Dataset excerpts Start Marker

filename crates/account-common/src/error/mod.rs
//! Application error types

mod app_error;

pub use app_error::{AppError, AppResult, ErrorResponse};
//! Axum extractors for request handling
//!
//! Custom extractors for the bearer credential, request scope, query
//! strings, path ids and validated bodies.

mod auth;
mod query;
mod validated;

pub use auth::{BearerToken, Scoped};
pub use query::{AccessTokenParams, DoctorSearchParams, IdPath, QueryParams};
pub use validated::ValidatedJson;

Dataset excerpts End Marker
Dataset excerpts Start Marker

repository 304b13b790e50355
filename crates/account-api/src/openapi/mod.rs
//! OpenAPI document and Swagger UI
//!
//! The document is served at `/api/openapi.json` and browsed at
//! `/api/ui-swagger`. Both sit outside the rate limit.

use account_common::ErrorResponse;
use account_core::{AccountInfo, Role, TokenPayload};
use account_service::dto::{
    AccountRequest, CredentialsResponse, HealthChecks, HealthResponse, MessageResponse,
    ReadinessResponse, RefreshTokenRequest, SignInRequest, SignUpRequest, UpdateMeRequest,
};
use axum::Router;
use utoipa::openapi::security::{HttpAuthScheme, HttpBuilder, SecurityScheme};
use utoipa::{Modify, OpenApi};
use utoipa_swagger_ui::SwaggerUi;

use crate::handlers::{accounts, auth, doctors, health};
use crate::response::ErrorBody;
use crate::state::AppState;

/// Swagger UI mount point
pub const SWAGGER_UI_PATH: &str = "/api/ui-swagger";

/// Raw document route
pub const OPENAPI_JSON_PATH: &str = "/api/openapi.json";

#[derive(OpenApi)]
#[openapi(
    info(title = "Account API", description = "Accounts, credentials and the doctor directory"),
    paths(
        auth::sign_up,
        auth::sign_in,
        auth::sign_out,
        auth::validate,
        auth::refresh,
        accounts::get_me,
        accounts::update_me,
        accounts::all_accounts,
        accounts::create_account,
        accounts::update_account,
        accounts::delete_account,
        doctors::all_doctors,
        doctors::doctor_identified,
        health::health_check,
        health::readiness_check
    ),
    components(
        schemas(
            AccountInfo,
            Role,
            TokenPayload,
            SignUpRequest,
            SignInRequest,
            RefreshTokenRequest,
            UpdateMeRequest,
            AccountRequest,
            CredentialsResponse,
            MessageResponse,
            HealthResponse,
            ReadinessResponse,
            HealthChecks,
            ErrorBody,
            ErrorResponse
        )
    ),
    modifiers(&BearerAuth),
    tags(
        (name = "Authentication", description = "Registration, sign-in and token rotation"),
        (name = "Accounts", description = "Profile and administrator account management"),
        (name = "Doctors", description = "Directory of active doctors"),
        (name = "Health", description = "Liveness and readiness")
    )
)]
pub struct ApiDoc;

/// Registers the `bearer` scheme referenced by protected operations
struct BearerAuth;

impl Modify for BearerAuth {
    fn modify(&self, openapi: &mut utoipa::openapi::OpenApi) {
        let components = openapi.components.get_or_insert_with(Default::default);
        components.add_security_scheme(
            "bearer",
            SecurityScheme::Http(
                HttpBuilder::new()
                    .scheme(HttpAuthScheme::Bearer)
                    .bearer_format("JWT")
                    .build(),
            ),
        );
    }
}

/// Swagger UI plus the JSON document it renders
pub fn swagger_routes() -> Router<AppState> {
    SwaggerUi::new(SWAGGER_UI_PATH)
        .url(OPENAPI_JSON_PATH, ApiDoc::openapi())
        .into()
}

Dataset excerpts End Marker

Lines holding the string "BearerAuth": find them in the listing above and copy each one.

◆ **Solved exercise**:
    modifiers(&BearerAuth),
struct BearerAuth;
impl Modify for BearerAuth {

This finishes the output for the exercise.